» **What you have to do**: Copy out each line of the data holding "debe".

(Dataset entries)
- Opening Delimiter -

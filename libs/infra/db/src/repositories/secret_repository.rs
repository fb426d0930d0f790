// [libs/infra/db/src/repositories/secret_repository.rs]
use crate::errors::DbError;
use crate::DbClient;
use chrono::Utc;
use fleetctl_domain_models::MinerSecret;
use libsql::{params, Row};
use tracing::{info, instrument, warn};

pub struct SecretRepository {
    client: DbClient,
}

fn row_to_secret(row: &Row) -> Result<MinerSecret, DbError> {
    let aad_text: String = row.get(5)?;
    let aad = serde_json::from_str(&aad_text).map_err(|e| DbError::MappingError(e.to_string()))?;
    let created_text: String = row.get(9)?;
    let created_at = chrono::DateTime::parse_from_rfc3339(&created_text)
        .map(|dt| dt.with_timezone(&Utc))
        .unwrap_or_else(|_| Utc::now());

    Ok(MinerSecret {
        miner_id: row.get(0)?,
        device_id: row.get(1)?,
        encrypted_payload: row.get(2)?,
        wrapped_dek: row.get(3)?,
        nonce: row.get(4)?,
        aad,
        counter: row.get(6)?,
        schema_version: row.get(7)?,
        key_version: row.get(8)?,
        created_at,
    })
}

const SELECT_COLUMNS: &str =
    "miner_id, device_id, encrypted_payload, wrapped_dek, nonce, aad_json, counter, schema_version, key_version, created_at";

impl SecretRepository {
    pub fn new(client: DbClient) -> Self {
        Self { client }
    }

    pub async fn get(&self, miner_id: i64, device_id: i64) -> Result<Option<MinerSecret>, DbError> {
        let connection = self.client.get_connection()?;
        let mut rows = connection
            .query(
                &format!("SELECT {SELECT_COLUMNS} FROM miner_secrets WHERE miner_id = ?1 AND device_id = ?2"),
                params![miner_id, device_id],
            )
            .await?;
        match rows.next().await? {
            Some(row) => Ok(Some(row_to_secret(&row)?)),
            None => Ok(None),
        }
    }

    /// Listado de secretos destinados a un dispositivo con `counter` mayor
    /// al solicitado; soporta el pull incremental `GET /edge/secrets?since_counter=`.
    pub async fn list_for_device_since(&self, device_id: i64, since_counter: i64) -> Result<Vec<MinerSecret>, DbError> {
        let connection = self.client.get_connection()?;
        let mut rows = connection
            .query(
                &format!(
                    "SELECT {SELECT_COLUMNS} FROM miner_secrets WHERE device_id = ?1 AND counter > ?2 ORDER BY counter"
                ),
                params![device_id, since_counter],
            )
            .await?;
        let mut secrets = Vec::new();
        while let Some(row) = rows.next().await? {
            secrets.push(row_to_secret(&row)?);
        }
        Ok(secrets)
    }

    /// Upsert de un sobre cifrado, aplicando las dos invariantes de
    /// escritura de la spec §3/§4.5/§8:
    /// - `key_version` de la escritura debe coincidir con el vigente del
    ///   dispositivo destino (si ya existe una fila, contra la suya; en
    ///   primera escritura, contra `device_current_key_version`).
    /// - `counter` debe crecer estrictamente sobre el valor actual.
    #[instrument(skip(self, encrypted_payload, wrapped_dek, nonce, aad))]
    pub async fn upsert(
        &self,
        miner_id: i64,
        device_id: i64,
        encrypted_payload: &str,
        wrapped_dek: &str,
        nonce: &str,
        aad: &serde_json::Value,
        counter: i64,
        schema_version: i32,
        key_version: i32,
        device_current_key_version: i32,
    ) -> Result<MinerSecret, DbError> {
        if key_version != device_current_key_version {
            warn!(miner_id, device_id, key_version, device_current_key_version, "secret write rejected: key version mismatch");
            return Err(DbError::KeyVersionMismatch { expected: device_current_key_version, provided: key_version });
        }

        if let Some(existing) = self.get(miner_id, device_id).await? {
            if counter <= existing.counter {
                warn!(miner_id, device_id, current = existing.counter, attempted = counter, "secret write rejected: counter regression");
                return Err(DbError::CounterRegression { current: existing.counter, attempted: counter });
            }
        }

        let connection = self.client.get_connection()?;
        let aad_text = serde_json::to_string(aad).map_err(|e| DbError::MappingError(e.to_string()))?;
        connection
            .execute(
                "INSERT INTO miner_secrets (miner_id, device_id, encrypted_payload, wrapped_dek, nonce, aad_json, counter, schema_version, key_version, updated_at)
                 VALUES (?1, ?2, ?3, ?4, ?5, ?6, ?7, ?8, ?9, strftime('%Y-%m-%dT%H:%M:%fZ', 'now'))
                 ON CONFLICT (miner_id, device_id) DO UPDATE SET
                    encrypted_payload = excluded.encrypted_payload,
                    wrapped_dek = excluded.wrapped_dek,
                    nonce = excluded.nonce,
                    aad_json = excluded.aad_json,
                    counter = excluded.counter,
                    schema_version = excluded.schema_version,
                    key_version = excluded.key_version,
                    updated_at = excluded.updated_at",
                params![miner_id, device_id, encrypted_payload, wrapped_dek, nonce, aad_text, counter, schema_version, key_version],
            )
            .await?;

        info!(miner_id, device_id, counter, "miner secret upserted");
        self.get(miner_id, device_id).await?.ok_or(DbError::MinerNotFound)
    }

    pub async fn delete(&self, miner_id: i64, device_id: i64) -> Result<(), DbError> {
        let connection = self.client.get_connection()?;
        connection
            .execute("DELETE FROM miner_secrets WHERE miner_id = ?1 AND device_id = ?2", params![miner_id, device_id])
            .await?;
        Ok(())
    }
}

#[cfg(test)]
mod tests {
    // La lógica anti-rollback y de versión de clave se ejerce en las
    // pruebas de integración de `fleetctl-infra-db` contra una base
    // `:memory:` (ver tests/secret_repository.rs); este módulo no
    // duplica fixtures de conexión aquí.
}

- Closing Delimiter -

» **Solution to this problem**:
    /// - `key_version` de la escritura debe coincidir con el vigente del
    /// - `counter` debe crecer estrictamente sobre el valor actual.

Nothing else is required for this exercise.